Using the string "placeholder" as the key, pull each matching line out of the records below.

=== Begin Enclosure ===

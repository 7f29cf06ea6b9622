//! Circle / line-segment intersection in the plane.

use glam::Vec2;

#[derive(Debug, Clone, Copy, PartialEq)]
pub enum Intersections {
    None,
    One(Vec2),
    Two(Vec2, Vec2),
}

impl Intersections {
    pub fn count(&self) -> usize {
        match self {
            Intersections::None => 0,
            Intersections::One(_) => 1,
            Intersections::Two(..) => 2,
        }
    }

    pub fn points(&self) -> Vec<Vec2> {
        match *self {
            Intersections::None => Vec::new(),
            Intersections::One(p) => vec![p],
            Intersections::Two(p, q) => vec![p, q],
        }
    }
}

#[derive(Debug, Clone, Copy, PartialEq)]
pub struct Circle {
    pub center: Vec2,
    pub radius: f32,
}

impl Circle {
    pub fn new(center: Vec2, radius: f32) -> Self {
        Self { center, radius }
    }

    /// Circle centered at `center` passing through `rim`.
    pub fn through(center: Vec2, rim: Vec2) -> Self {
        Self::new(center, center.distance(rim))
    }

    /// `segments` chords approximating the outline, as line-list endpoint pairs.
    pub fn outline(&self, segments: u32) -> Vec<Vec2> {
        let step = std::f32::consts::TAU / segments as f32;
        (0..segments)
            .flat_map(|i| {
                let (s0, c0) = (i as f32 * step).sin_cos();
                let (s1, c1) = ((i + 1) as f32 * step).sin_cos();
                [
                    self.center + self.radius * Vec2::new(c0, s0),
                    self.center + self.radius * Vec2::new(c1, s1),
                ]
            })
            .collect()
    }
}

/// Points where segment `a..b` meets the circle, ordered along the segment.
///
/// Uses `p(t) = a + t (b - a)` and keeps roots with `t` in `[0, 1]`.
/// A zero-length segment never intersects.
pub fn circle_segment(circle: &Circle, a: Vec2, b: Vec2) -> Intersections {
    let d = b - a;
    let f = a - circle.center;

    let qa = d.length_squared();
    if qa == 0.0 {
        return Intersections::None;
    }
    let qb = 2.0 * f.dot(d);
    let qc = f.length_squared() - circle.radius * circle.radius;

    let discriminant = qb * qb - 4.0 * qa * qc;
    let on_segment = |t: f32| (0.0..=1.0).contains(&t);

    if discriminant < 0.0 {
        Intersections::None
    } else if discriminant == 0.0 {
        let t = -qb / (2.0 * qa);
        if on_segment(t) {
            Intersections::One(a + t * d)
        } else {
            Intersections::None
        }
    } else {
        let root = discriminant.sqrt();
        let t1 = (-qb - root) / (2.0 * qa);
        let t2 = (-qb + root) / (2.0 * qa);

        match (on_segment(t1), on_segment(t2)) {
            (true, true) => Intersections::Two(a + t1 * d, a + t2 * d),
            (true, false) => Intersections::One(a + t1 * d),
            (false, true) => Intersections::One(a + t2 * d),
            (false, false) => Intersections::None,
        }
    }
}
pub mod color;
pub mod corners;
mod error;
pub mod geometry;
pub mod intersect;
pub mod layout;
pub mod normals;
mod octahedron;
pub mod orbit;
pub mod recording;
pub mod surface;

pub use color::{ColorScheme, DEFAULT_PALETTE, Rgba};
pub use corners::{CornerMap, FACES_PER_CORNER, Occurrence};
pub use error::MeshError;
pub use geometry::{CORNER_COUNT, Corner, FACE_COUNT, VERTEX_COUNT, VERTICES_PER_FACE};
pub use intersect::{Circle, Intersections, circle_segment};
pub use layout::{Attribute, BufferLayout};
pub use normals::NormalAveraging;
pub use octahedron::{OctahedronOptions, RegularOctahedron, Shading};
pub use orbit::OrbitRig;
pub use recording::{Command, RecordedLayout, RecordingSurface};
pub use surface::{
    AttributeBinding, BufferHandle, BufferKind, GpuSurface, IndexFormat, LayoutHandle,
    Primitive, ProgramHandle, SurfaceError,
};
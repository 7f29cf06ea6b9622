//! Shared-corner map: which vertex entries sit on the same geometric point.

use crate::geometry::{CORNER_COUNT, Corner, FACE_CORNERS, entry};

/// Every corner of the octahedron touches exactly four faces.
pub const FACES_PER_CORNER: usize = 4;

/// One appearance of a corner inside a face.
#[derive(Debug, Clone, Copy, PartialEq, Eq)]
pub struct Occurrence {
    pub face: usize,
    pub local: usize,
}

impl Occurrence {
    pub const fn entry(self) -> usize {
        entry(self.face, self.local)
    }
}

/// Corner → the four (face, local vertex) pairs that reference it, in face order.
#[derive(Debug, Clone, PartialEq, Eq)]
pub struct CornerMap {
    occurrences: [[Occurrence; FACES_PER_CORNER]; CORNER_COUNT],
}

impl CornerMap {
    pub fn new() -> Self {
        let placeholder = Occurrence { face: 0, local: 0 };
        let mut occurrences = [[placeholder; FACES_PER_CORNER]; CORNER_COUNT];
        let mut filled = [0usize; CORNER_COUNT];

        for (face, corners) in FACE_CORNERS.iter().enumerate() {
            for (local, corner) in corners.iter().enumerate() {
                let slot = corner.index();
                occurrences[slot][filled[slot]] = Occurrence { face, local };
                filled[slot] += 1;
            }
        }

        debug_assert!(filled.iter().all(|&n| n == FACES_PER_CORNER));

        Self { occurrences }
    }

    pub fn occurrences(&self, corner: Corner) -> &[Occurrence; FACES_PER_CORNER] {
        &self.occurrences[corner.index()]
    }

    /// Flat vertex-entry indices of `corner`.
    pub fn entries(&self, corner: Corner) -> [usize; FACES_PER_CORNER] {
        self.occurrences[corner.index()].map(Occurrence::entry)
    }

    pub fn iter(&self) -> impl Iterator<Item = (Corner, &[Occurrence; FACES_PER_CORNER])> {
        Corner::ALL
            .into_iter()
            .map(move |corner| (corner, self.occurrences(corner)))
    }
}

impl Default for CornerMap {
    fn default() -> Self {
        Self::new()
    }
}
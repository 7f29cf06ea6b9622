use glam::Vec3;

use octa::{
    Attribute, AttributeBinding, BufferHandle, BufferKind, Command, Corner, DEFAULT_PALETTE,
    GpuSurface, IndexFormat, LayoutHandle, MeshError, NormalAveraging, OctahedronOptions,
    Primitive, ProgramHandle, RecordingSurface, RegularOctahedron, Shading, SurfaceError,
    VERTEX_COUNT,
};

const EPSILON: f32 = 1e-6;

fn build(options: OctahedronOptions) -> (RegularOctahedron, RecordingSurface) {
    let mut surface = RecordingSurface::new();
    let mesh = RegularOctahedron::new(&mut surface, options).unwrap();
    (mesh, surface)
}

fn uploaded_attribute(
    mesh: &RegularOctahedron,
    surface: &RecordingSurface,
    attribute: Attribute,
) -> Vec<f32> {
    surface
        .read_f32s(
            mesh.vertex_buffer(),
            mesh.layout().offset_of(attribute),
            VERTEX_COUNT * attribute.components() as usize,
        )
        .unwrap()
}

fn flatten<const N: usize>(values: &[[f32; N]]) -> Vec<f32> {
    values.iter().flatten().copied().collect()
}

fn subrange_offsets(surface: &RecordingSurface) -> Vec<u64> {
    surface
        .commands()
        .iter()
        .filter_map(|c| match c {
            Command::UploadSubrange { offset, .. } => Some(*offset),
            _ => None,
        })
        .collect()
}

/// Forwards to a [`RecordingSurface`] until `fail_uploads` is set, then
/// rejects every subrange write.
struct FlakySurface {
    inner: RecordingSurface,
    fail_uploads: bool,
}

impl GpuSurface for FlakySurface {
    fn allocate_buffer(&mut self, kind: BufferKind) -> Result<BufferHandle, SurfaceError> {
        self.inner.allocate_buffer(kind)
    }

    fn upload_buffer(&mut self, buffer: BufferHandle, size: u64) -> Result<(), SurfaceError> {
        self.inner.upload_buffer(buffer, size)
    }

    fn upload_subrange(
        &mut self,
        buffer: BufferHandle,
        offset: u64,
        data: &[u8],
    ) -> Result<(), SurfaceError> {
        if self.fail_uploads {
            return Err(SurfaceError::OutOfMemory {
                requested: data.len() as u64,
                available: 0,
            });
        }
        self.inner.upload_subrange(buffer, offset, data)
    }

    fn create_layout(&mut self) -> Result<LayoutHandle, SurfaceError> {
        self.inner.create_layout()
    }

    fn bind_attribute(
        &mut self,
        layout: LayoutHandle,
        buffer: BufferHandle,
        binding: AttributeBinding,
    ) -> Result<(), SurfaceError> {
        self.inner.bind_attribute(layout, buffer, binding)
    }

    fn bind_index_buffer(
        &mut self,
        layout: LayoutHandle,
        buffer: BufferHandle,
        format: IndexFormat,
    ) -> Result<(), SurfaceError> {
        self.inner.bind_index_buffer(layout, buffer, format)
    }

    fn use_program(&mut self, program: ProgramHandle) {
        self.inner.use_program(program);
    }

    fn draw_indexed(
        &mut self,
        layout: LayoutHandle,
        primitive: Primitive,
        index_count: u32,
        format: IndexFormat,
    ) {
        self.inner.draw_indexed(layout, primitive, index_count, format);
    }

    fn release_buffer(&mut self, buffer: BufferHandle) {
        self.inner.release_buffer(buffer);
    }

    fn release_layout(&mut self, layout: LayoutHandle) {
        self.inner.release_layout(layout);
    }
}

#[test]
fn test_index_list_is_identity() {
    let (mesh, surface) = build(OctahedronOptions::default());

    let expected: Vec<u16> = (0..24).collect();
    assert_eq!(mesh.indices().to_vec(), expected);
    assert_eq!(
        surface.read_u16s(mesh.index_buffer(), 0, 24).unwrap(),
        expected
    );
    assert_eq!(surface.buffer_kind(mesh.index_buffer()), Some(BufferKind::Index));
}

#[test]
fn test_apex_vertex_normal_is_mean_of_four_faces() {
    let (mesh, _) = build(OctahedronOptions::default());
    let face = |i: usize| Vec3::from(mesh.face_normals()[i]);

    let expected = (face(0) + face(3) + face(6) + face(9)) / 4.0;
    for index in [0, 3, 6, 9] {
        assert!(Vec3::from(mesh.vertex_normals()[index]).abs_diff_eq(expected, EPSILON));
    }
}

#[test]
fn test_every_corner_is_mean_of_its_faces() {
    let (mesh, _) = build(OctahedronOptions::default());
    let map = mesh.corner_map();

    for corner in Corner::ALL {
        let entries = map.entries(corner);
        let mean = entries
            .iter()
            .map(|&i| Vec3::from(mesh.face_normals()[i]))
            .sum::<Vec3>()
            / 4.0;

        for index in entries {
            assert!(Vec3::from(mesh.vertex_normals()[index]).abs_diff_eq(mean, EPSILON));
        }
    }
}

#[test]
fn test_mode_switch_round_trip() {
    let (mut mesh, mut surface) = build(OctahedronOptions::default());
    let face_normals = flatten(mesh.face_normals());
    let vertex_normals = flatten(mesh.vertex_normals());

    assert_eq!(uploaded_attribute(&mesh, &surface, Attribute::Normal), face_normals);

    for _ in 0..3 {
        mesh.use_vertex_normals(&mut surface).unwrap();
        assert_eq!(mesh.shading(), Shading::Smooth);
        assert_eq!(
            uploaded_attribute(&mesh, &surface, Attribute::Normal),
            vertex_normals
        );

        mesh.use_face_normals(&mut surface).unwrap();
        assert_eq!(mesh.shading(), Shading::Flat);
        assert_eq!(
            uploaded_attribute(&mesh, &surface, Attribute::Normal),
            face_normals
        );
    }
}

#[test]
fn test_mode_switch_uploads_only_normals() {
    let (mut mesh, mut surface) = build(OctahedronOptions::default());
    let normal_offset = mesh.layout().offset_of(Attribute::Normal);
    let positions = uploaded_attribute(&mesh, &surface, Attribute::Position);
    let colors = uploaded_attribute(&mesh, &surface, Attribute::Color);
    let tex_coords = uploaded_attribute(&mesh, &surface, Attribute::TexCoord);
    surface.clear_commands();

    mesh.use_vertex_normals(&mut surface).unwrap();
    mesh.use_vertex_normals(&mut surface).unwrap();
    mesh.use_face_normals(&mut surface).unwrap();

    assert_eq!(surface.commands().len(), 3);
    assert_eq!(subrange_offsets(&surface), vec![normal_offset; 3]);
    assert!(surface.commands().iter().all(|c| matches!(
        c,
        Command::UploadSubrange { len: 288, .. }
    )));

    assert_eq!(uploaded_attribute(&mesh, &surface, Attribute::Position), positions);
    assert_eq!(uploaded_attribute(&mesh, &surface, Attribute::Color), colors);
    assert_eq!(uploaded_attribute(&mesh, &surface, Attribute::TexCoord), tex_coords);
}

#[test]
fn test_buffer_layout_offsets_independent_of_shading() {
    let v = 24 * 3 * 4;
    let n = 24 * 3 * 4;
    let c = 24 * 4 * 4;
    let t = 24 * 2 * 4;

    for shading in [Shading::Flat, Shading::Smooth] {
        let (mesh, surface) = build(OctahedronOptions {
            shading,
            ..Default::default()
        });

        assert_eq!(
            surface.commands()[1],
            Command::UploadBuffer {
                buffer: mesh.vertex_buffer(),
                size: v + n + c + t,
            }
        );
        // Four vertex blocks, then the index buffer at 0.
        assert_eq!(subrange_offsets(&surface), vec![0, v, v + n, v + n + c, 0]);
        assert!(surface.commands().contains(&Command::UploadBuffer {
            buffer: mesh.index_buffer(),
            size: 24 * 2,
        }));

        let layout = surface.layout(mesh.vertex_layout()).unwrap();
        let offsets: Vec<_> = layout
            .attributes
            .iter()
            .map(|(_, b)| (b.slot, b.components, b.stride, b.offset))
            .collect();
        assert_eq!(
            offsets,
            vec![
                (0, 3, 0, 0),
                (1, 3, 0, v),
                (2, 4, 0, v + n),
                (3, 2, 0, v + n + c)
            ]
        );
        assert_eq!(
            layout.index_buffer,
            Some((mesh.index_buffer(), IndexFormat::Uint16))
        );
    }
}

#[test]
fn test_default_palette_draw() {
    let (mesh, mut surface) = build(OctahedronOptions::default());
    let program = surface.register_program();
    surface.use_program(program);
    surface.clear_commands();

    mesh.draw(&mut surface);

    assert_eq!(
        surface.commands(),
        &[Command::DrawIndexed {
            layout: mesh.vertex_layout(),
            program: Some(program),
            primitive: Primitive::Triangles,
            index_count: 24,
            format: IndexFormat::Uint16,
        }]
    );

    let expected: Vec<f32> = DEFAULT_PALETTE
        .iter()
        .flat_map(|color| [*color; 3])
        .flatten()
        .collect();
    assert_eq!(uploaded_attribute(&mesh, &surface, Attribute::Color), expected);
}

#[test]
fn test_uniform_color_override() {
    let green = [0.0, 1.0, 0.0, 1.0];
    let (mesh, surface) = build(OctahedronOptions::with_uniform_color(green));

    assert!(mesh.colors().iter().all(|c| *c == green));
    assert_eq!(
        uploaded_attribute(&mesh, &surface, Attribute::Color),
        green.repeat(24)
    );
}

#[test]
fn test_destroy_releases_everything() {
    let (mesh, mut surface) = build(OctahedronOptions::default());
    assert_eq!(surface.live_buffers(), 2);
    assert_eq!(surface.live_layouts(), 1);

    mesh.destroy(&mut surface);

    assert_eq!(surface.live_buffers(), 0);
    assert_eq!(surface.live_layouts(), 0);
}

#[test]
fn test_allocation_failure_is_reported_and_cleaned_up() {
    let mut surface = RecordingSurface::new().with_buffer_limit(1);
    let err = RegularOctahedron::new(&mut surface, OctahedronOptions::default()).unwrap_err();

    assert!(matches!(
        err,
        MeshError::ResourceAllocation {
            resource: "index buffer",
            ..
        }
    ));
    assert_eq!(surface.live_buffers(), 0);
    assert_eq!(surface.live_layouts(), 0);
}

#[test]
fn test_out_of_memory_is_reported() {
    let mut surface = RecordingSurface::new().with_memory_limit(512);
    let err = RegularOctahedron::new(&mut surface, OctahedronOptions::default()).unwrap_err();

    assert!(matches!(
        err,
        MeshError::ResourceAllocation {
            resource: "vertex buffer storage",
            ..
        }
    ));
    assert_eq!(surface.live_buffers(), 0);
}

#[test]
fn test_layout_failure_releases_both_buffers() {
    let mut surface = RecordingSurface::new().with_layout_limit(0);
    let err = RegularOctahedron::new(&mut surface, OctahedronOptions::default()).unwrap_err();

    assert!(matches!(
        err,
        MeshError::ResourceAllocation {
            resource: "vertex layout",
            source: SurfaceError::LayoutLimit { limit: 0 },
        }
    ));
    assert_eq!(surface.live_buffers(), 0);
    assert_eq!(surface.live_layouts(), 0);
}

#[test]
fn test_failed_normal_upload_keeps_previous_mode() {
    let mut surface = FlakySurface {
        inner: RecordingSurface::new(),
        fail_uploads: false,
    };
    let mut mesh = RegularOctahedron::new(&mut surface, OctahedronOptions::default()).unwrap();
    let flat = *mesh.face_normals();
    let mean = *mesh.vertex_normals();

    surface.fail_uploads = true;
    let err = mesh.use_vertex_normals(&mut surface).unwrap_err();
    assert!(matches!(err, MeshError::Upload(SurfaceError::OutOfMemory { .. })));
    assert_eq!(mesh.shading(), Shading::Flat);
    assert_eq!(*mesh.normals(), flat);
    assert_eq!(uploaded_attribute(&mesh, &surface.inner, Attribute::Normal), flatten(&flat));

    surface.fail_uploads = false;
    mesh.use_vertex_normals(&mut surface).unwrap();

    surface.fail_uploads = true;
    assert!(mesh.use_face_normals(&mut surface).is_err());
    assert!(
        mesh.set_normal_averaging(NormalAveraging::Renormalized, &mut surface)
            .is_err()
    );
    assert_eq!(mesh.shading(), Shading::Smooth);
    assert_eq!(mesh.averaging(), NormalAveraging::Mean);
    assert_eq!(*mesh.vertex_normals(), mean);
    assert_eq!(*mesh.normals(), mean);
    assert_eq!(uploaded_attribute(&mesh, &surface.inner, Attribute::Normal), flatten(&mean));
}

=== End Enclosure ===

* _WORKED SOLUTION_:
        let placeholder = Occurrence { face: 0, local: 0 };
        let mut occurrences = [[placeholder; FACES_PER_CORNER]; CORNER_COUNT];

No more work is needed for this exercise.